(Beginning of Records provided)
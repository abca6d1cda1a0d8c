//! Jump input intent component.
//!
//! The controller is input-source agnostic: your code polls the keyboard,
//! gamepad, touch, AI, or network and hands the controller a boolean held
//! state every frame. The controller detects the release edge itself.

use bevy::prelude::*;

/// Jump input state for one character.
///
/// Set the held state once per frame, before the controller systems run:
///
/// ```rust,ignore
/// // From the mouse:
/// intent.set_held(buttons.pressed(MouseButton::Left));
/// // From a gamepad:
/// intent.set_held(gamepad.pressed(GamepadButton::South));
/// ```
///
/// While the character touches a wall and `held` is true, charge accumulates.
/// The frame `held` goes from true to false, the controller resolves the jump
/// (or just resets the charge if there is no wall contact).
#[derive(Component, Reflect, Debug, Clone, Default)]
#[reflect(Component)]
pub struct JumpIntent {
    /// Whether the jump input is currently held.
    pub held: bool,
    /// Previous frame's held state, for edge detection. Managed internally.
    pub(crate) held_prev: bool,
    /// Whether the input was released this frame. Computed internally from
    /// the held state transition.
    pub(crate) released: bool,
}

impl JumpIntent {
    /// Create a new idle intent.
    pub fn new() -> Self {
        Self::default()
    }

    /// Set the current held state. Call once per frame from your input code.
    pub fn set_held(&mut self, held: bool) {
        self.held = held;
    }

    /// Whether the jump input is currently held.
    pub fn is_held(&self) -> bool {
        self.held
    }

    /// Whether the input was released this frame (valid after the controller's
    /// charge system has run).
    pub fn was_released(&self) -> bool {
        self.released
    }

    /// Recompute the release edge from the held transition. Called once per
    /// frame by the charge tracking system.
    pub(crate) fn refresh_edge(&mut self) {
        self.released = self.held_prev && !self.held;
        self.held_prev = self.held;
    }
}
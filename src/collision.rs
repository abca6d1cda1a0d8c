//! Probe query result structures.
//!
//! These structures hold the results of physics queries (raycasts) used
//! for wall proximity detection.

use bevy::prelude::*;

/// Information about a wall probe raycast hit.
#[derive(Debug, Clone, Copy, Default, PartialEq)]
pub struct ProbeHit {
    /// Distance from the probe origin to the hit point.
    pub distance: f32,
    /// Normal of the surface at the hit point.
    pub normal: Vec2,
    /// World position of the hit point.
    pub point: Vec2,
    /// Entity that was hit (if known).
    pub entity: Option<Entity>,
}

impl ProbeHit {
    /// Create a hit result.
    pub fn new(distance: f32, normal: Vec2, point: Vec2, entity: Option<Entity>) -> Self {
        Self {
            distance,
            normal,
            point,
            entity,
        }
    }
}

#[cfg(test)]
mod tests {
    use super::*;

    #[test]
    fn probe_hit_fields() {
        let hit = ProbeHit::new(0.4, Vec2::X, Vec2::new(-3.0, 7.0), None);

        assert_eq!(hit.distance, 0.4);
        assert_eq!(hit.normal, Vec2::X);
        assert_eq!(hit.point, Vec2::new(-3.0, 7.0));
    }

    #[test]
    fn probe_hit_with_entity() {
        let entity = Entity::from_raw(42);
        let hit = ProbeHit::new(0.1, Vec2::NEG_X, Vec2::ZERO, Some(entity));

        assert_eq!(hit.entity, Some(entity));
    }
}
(End of Records provided)
* **Your assignment**:
Everything from the line with "let entity = Entity::from_raw(42);" to the last line of the entries above is to be retyped exactly. Include both ends.

* **Written answer**:
        let entity = Entity::from_raw(42);
        let hit = ProbeHit::new(0.1, Vec2::NEG_X, Vec2::ZERO, Some(entity));

        assert_eq!(hit.entity, Some(entity));
    }
}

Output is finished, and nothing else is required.